PREGNANT WOMAN GETS JOB. NEWS??
There is never a right time to have a baby but what bad timing to be offered your dream job in the last trimester.
No wonder new Yahoo CEO Marissa Mayer (left), six moths pregnant with her first baby, has arranged to take two whole weeks of maternity leave.
Blink and one of the world’s leading tech companies won’t miss her. That’s what she’s hoping anyway.
I hope we laugh one day about how this made headlines around the world: Pregnant Woman Gets Job.
Yahoo was praised for its progressiveness in taking such a bold leap. Mayer herself called it “evolved thinking” that her new bosses took her on in her state.

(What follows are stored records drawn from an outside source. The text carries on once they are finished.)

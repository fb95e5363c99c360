//! Configuration loading and types for Folio.
//!
//! Configuration is read from a YAML file and deserialized into the
//! [`Config`] struct.  Every section has defaults, so a missing file or a
//! partial file still yields a usable configuration.  A handful of
//! deployment-sensitive values (signing secret, store endpoints and
//! credentials) can be overridden from `FOLIO_*` environment variables.

use serde::Deserialize;
use std::path::Path;

/// Top-level configuration.
#[derive(Debug, Clone, Deserialize, Default)]
pub struct Config {
    /// HTTP server settings.
    #[serde(default)]
    pub server: ServerConfig,

    /// Bearer-token settings.
    #[serde(default)]
    pub auth: AuthConfig,

    /// Document store settings.
    #[serde(default)]
    pub metadata: MetadataConfig,

    /// Media object store settings.
    #[serde(default)]
    pub storage: StorageConfig,

    /// Orphaned-media reconciliation settings.
    #[serde(default)]
    pub reconcile: ReconcileConfig,

    /// Logging settings.
    #[serde(default)]
    pub logging: LoggingConfig,

    /// Observability settings (metrics + health probe).
    #[serde(default)]
    pub observability: ObservabilityConfig,
}

/// HTTP listener configuration.
#[derive(Debug, Clone, Deserialize)]
pub struct ServerConfig {
    /// Bind host address.
    #[serde(default = "default_host")]
    pub host: String,

    /// Bind port.
    #[serde(default = "default_port")]
    pub port: u16,

    /// Graceful shutdown timeout in seconds.
    #[serde(default = "default_shutdown_timeout")]
    pub shutdown_timeout: u64,

    /// Maximum request body size in bytes (multipart uploads included).
    #[serde(default = "default_max_upload_size")]
    pub max_upload_size: usize,
}

impl Default for ServerConfig {
    fn default() -> Self {
        Self {
            host: default_host(),
            port: default_port(),
            shutdown_timeout: default_shutdown_timeout(),
            max_upload_size: default_max_upload_size(),
        }
    }
}

/// Bearer-token configuration.
#[derive(Debug, Clone, Deserialize)]
pub struct AuthConfig {
    /// Shared HS256 signing secret.
    #[serde(default = "default_jwt_secret")]
    pub jwt_secret: String,

    /// Token lifetime in seconds. `0` issues tokens without an `exp` claim.
    #[serde(default)]
    pub token_ttl_seconds: u64,
}

impl Default for AuthConfig {
    fn default() -> Self {
        Self {
            jwt_secret: default_jwt_secret(),
            token_ttl_seconds: 0,
        }
    }
}

/// Document store configuration.
#[derive(Debug, Clone, Deserialize)]
pub struct MetadataConfig {
    /// Backend type: `sqlite` or `memory`.
    #[serde(default = "default_metadata_engine")]
    pub engine: String,

    /// SQLite-specific configuration.
    #[serde(default)]
    pub sqlite: SqliteConfig,
}

impl Default for MetadataConfig {
    fn default() -> Self {
        Self {
            engine: default_metadata_engine(),
            sqlite: SqliteConfig::default(),
        }
    }
}

/// SQLite-specific metadata configuration.
#[derive(Debug, Clone, Deserialize)]
pub struct SqliteConfig {
    /// Path to the SQLite database file.
    #[serde(default = "default_metadata_path")]
    pub path: String,
}

impl Default for SqliteConfig {
    fn default() -> Self {
        Self {
            path: default_metadata_path(),
        }
    }
}

/// Media object store configuration.
#[derive(Debug, Clone, Deserialize)]
pub struct StorageConfig {
    /// Backend type: `local`, `memory` or `s3`.
    #[serde(default = "default_storage_backend")]
    pub backend: String,

    /// The single bucket all media lives in.
    #[serde(default = "default_bucket")]
    pub bucket: String,

    /// Local filesystem configuration.
    #[serde(default)]
    pub local: LocalStorageConfig,

    /// S3-compatible gateway configuration (MinIO, AWS).
    #[serde(default)]
    pub s3: Option<S3StorageConfig>,
}

impl Default for StorageConfig {
    fn default() -> Self {
        Self {
            backend: default_storage_backend(),
            bucket: default_bucket(),
            local: LocalStorageConfig::default(),
            s3: None,
        }
    }
}

/// Local filesystem storage configuration.
#[derive(Debug, Clone, Deserialize)]
pub struct LocalStorageConfig {
    /// Root directory; the bucket is a subdirectory of it.
    #[serde(default = "default_storage_root")]
    pub root_dir: String,
}

impl Default for LocalStorageConfig {
    fn default() -> Self {
        Self {
            root_dir: default_storage_root(),
        }
    }
}

/// S3-compatible gateway configuration.
#[derive(Debug, Clone, Deserialize, Default)]
pub struct S3StorageConfig {
    /// Custom endpoint (e.g. `http://localhost:9000` for MinIO).
    #[serde(default)]
    pub endpoint_url: String,
    /// Region to sign requests for.
    #[serde(default = "default_region")]
    pub region: String,
    /// Force path-style addressing (required by MinIO).
    #[serde(default = "default_true")]
    pub use_path_style: bool,
    /// Explicit access key (falls back to the AWS credential chain).
    #[serde(default)]
    pub access_key_id: String,
    /// Explicit secret key (falls back to the AWS credential chain).
    #[serde(default)]
    pub secret_access_key: String,
}

/// Orphaned-media reconciliation configuration.
#[derive(Debug, Clone, Deserialize)]
pub struct ReconcileConfig {
    /// Seconds between background passes. `0` disables the background task.
    #[serde(default)]
    pub interval_seconds: u64,

    /// Objects younger than this are never collected, so in-flight
    /// create/replace flows are not raced.
    #[serde(default = "default_grace_seconds")]
    pub grace_seconds: u64,
}

impl Default for ReconcileConfig {
    fn default() -> Self {
        Self {
            interval_seconds: 0,
            grace_seconds: default_grace_seconds(),
        }
    }
}

/// Logging configuration.
#[derive(Debug, Clone, Deserialize)]
pub struct LoggingConfig {
    /// Log level: trace, debug, info, warn, error.
    #[serde(default = "default_log_level")]
    pub level: String,

    /// Log format: text or json.
    #[serde(default = "default_log_format")]
    pub format: String,
}

impl Default for LoggingConfig {
    fn default() -> Self {
        Self {
            level: default_log_level(),
            format: default_log_format(),
        }
    }
}

/// Observability settings. Both are enabled by default.
#[derive(Debug, Clone, Deserialize)]
pub struct ObservabilityConfig {
    /// Enable Prometheus metrics collection and the `/metrics` endpoint.
    #[serde(default = "default_true")]
    pub metrics: bool,

    /// Enable store pings in `/health`.
    #[serde(default = "default_true")]
    pub health_check: bool,
}

impl Default for ObservabilityConfig {
    fn default() -> Self {
        Self {
            metrics: true,
            health_check: true,
        }
    }
}

// -- Defaults ----------------------------------------------------------------

fn default_true() -> bool {
    true
}

fn default_host() -> String {
    "0.0.0.0".to_string()
}

fn default_port() -> u16 {
    8080
}

fn default_shutdown_timeout() -> u64 {
    30
}

fn default_max_upload_size() -> usize {
    10 * 1024 * 1024
}

fn default_jwt_secret() -> String {
    "secret".to_string()
}

fn default_metadata_engine() -> String {
    "sqlite".to_string()
}

fn default_metadata_path() -> String {
    "./data/folio.db".to_string()
}

fn default_storage_backend() -> String {
    "local".to_string()
}

fn default_bucket() -> String {
    "fadel-blog".to_string()
}

fn default_storage_root() -> String {
    "./data/media".to_string()
}

fn default_region() -> String {
    "us-east-1".to_string()
}

fn default_grace_seconds() -> u64 {
    3600
}

fn default_log_level() -> String {
    "info".to_string()
}

fn default_log_format() -> String {
    "text".to_string()
}

// -- Loader ------------------------------------------------------------------

/// Load and parse configuration from a YAML file at `path`.
///
/// A missing file is not an error: defaults are used and environment
/// overrides still apply.
pub fn load_config<P: AsRef<Path>>(path: P) -> anyhow::Result<Config> {
    let path = path.as_ref();
    let mut config: Config = if path.exists() {
        let contents = std::fs::read_to_string(path)?;
        serde_yaml::from_str(&contents)?
    } else {
        tracing::warn!("Config file {} not found, using defaults", path.display());
        Config::default()
    };
    apply_env_overrides(&mut config, |key| std::env::var(key).ok());
    Ok(config)
}

/// Overlay `FOLIO_*` variables onto `config`.
///
/// `lookup` is injected so tests do not have to mutate the process
/// environment.
pub fn apply_env_overrides<F>(config: &mut Config, lookup: F)
where
    F: Fn(&str) -> Option<String>,
{
    if let Some(secret) = lookup("FOLIO_JWT_SECRET") {
        config.auth.jwt_secret = secret;
    }
    if let Some(ttl) = lookup("FOLIO_TOKEN_TTL_SECONDS").and_then(|v| v.parse().ok()) {
        config.auth.token_ttl_seconds = ttl;
    }
    if let Some(path) = lookup("FOLIO_DB_PATH") {
        config.metadata.sqlite.path = path;
    }
    if let Some(bucket) = lookup("FOLIO_BUCKET") {
        config.storage.bucket = bucket;
    }

    let endpoint = lookup("FOLIO_S3_ENDPOINT");
    let access_key = lookup("FOLIO_S3_ACCESS_KEY_ID");
    let secret_key = lookup("FOLIO_S3_SECRET_ACCESS_KEY");
    if endpoint.is_some() || access_key.is_some() || secret_key.is_some() {
        let s3 = config.storage.s3.get_or_insert_with(|| S3StorageConfig {
            region: default_region(),
            use_path_style: true,
            ..S3StorageConfig::default()
        });
        if let Some(endpoint) = endpoint {
            s3.endpoint_url = endpoint;
        }
        if let Some(ak) = access_key {
            s3.access_key_id = ak;
        }
        if let Some(sk) = secret_key {
            s3.secret_access_key = sk;
        }
    }
}

#[cfg(test)]
mod tests {
    use super::*;
    use std::collections::HashMap;

    #[test]
    fn test_defaults() {
        let config = Config::default();
        assert_eq!(config.server.port, 8080);
        assert_eq!(config.storage.bucket, "fadel-blog");
        assert_eq!(config.storage.backend, "local");
        assert_eq!(config.metadata.engine, "sqlite");
        assert_eq!(config.auth.token_ttl_seconds, 0);
        assert_eq!(config.reconcile.interval_seconds, 0);
    }

    #[test]
    fn test_partial_yaml() {
        let yaml = r#"
server:
  port: 9000
storage:
  backend: s3
  s3:
    endpoint_url: http://localhost:9000
auth:
  jwt_secret: hunter2
  token_ttl_seconds: 600
"#;
        let config: Config = serde_yaml::from_str(yaml).unwrap();
        assert_eq!(config.server.port, 9000);
        assert_eq!(config.server.host, "0.0.0.0");
        assert_eq!(config.storage.backend, "s3");
        let s3 = config.storage.s3.unwrap();
        assert_eq!(s3.endpoint_url, "http://localhost:9000");
        assert_eq!(s3.region, "us-east-1");
        assert!(s3.use_path_style);
        assert_eq!(config.auth.jwt_secret, "hunter2");
        assert_eq!(config.auth.token_ttl_seconds, 600);
    }

    #[test]
    fn test_env_overrides() {
        let env: HashMap<&str, &str> = [
            ("FOLIO_JWT_SECRET", "from-env"),
            ("FOLIO_TOKEN_TTL_SECONDS", "120"),
            ("FOLIO_S3_ENDPOINT", "http://minio:9000"),
        ]
        .into_iter()
        .collect();

        let mut config = Config::default();
        apply_env_overrides(&mut config, |k| env.get(k).map(|v| v.to_string()));

        assert_eq!(config.auth.jwt_secret, "from-env");
        assert_eq!(config.auth.token_ttl_seconds, 120);
        let s3 = config.storage.s3.unwrap();
        assert_eq!(s3.endpoint_url, "http://minio:9000");
        assert!(s3.use_path_style);
    }

    #[test]
    fn test_missing_file_uses_defaults() {
        let dir = tempfile::tempdir().unwrap();
        let config = load_config(dir.path().join("absent.yaml")).unwrap();
        assert_eq!(config.server.port, 8080);
    }
}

A step up from the days when pregnant women had to lie about it, sure, but evolved?
Pregnancy is a temporary condition and, despite outdated and disproven opinion, one that doesn’t impact one iota on a woman’s brain capacity or her ability to get to work on time.
It’s the baby that is here to stay and only when employers and governments start recognising that, facilitating mums to hang with their newborns until they are good and ready to come back to work, should they be applauded. For me that was nine months.
Jacinta with her two boys Jasper, two and a half, left, and Otis, one.
With my first baby, I naively requested six months maternity leave, a hodge podge of paid leave, holiday leave, and cracking my fixed-term deposit, knowing I could adjust the time accordingly once I knew what I was in for.
What I was in for was a love affair that knocked me for six, so grateful that I didn’t have anywhere to be except at home with him.
I needed to be there to breast feed, settle, recover from my emergency caesar and get around in my PJs in a sleep-deprived, unwashed hair haze. But I also wanted to be there. Nothing could have prepared me for the overwhelming biological pull to be anywhere else but there.
To lie in the backyard tracing his toes. To sit up most of the night, just the two of us, when he wouldn’t sleep for love nor money. So I stretched it out a little longer. With my second baby I put eight months on the form, then rounded up to nine.
I was lucky to be able to do that, to linger on my maternity leave and not have to think about the outside world for a bit.
How much time to take off work with a new baby is dressed up as personal choice but it so rarely is. For a huge majority of women it’s financial. Paid maternity leave is a new phenomenon in this country and even then it’s paltry: minimum wage for 18 weeks.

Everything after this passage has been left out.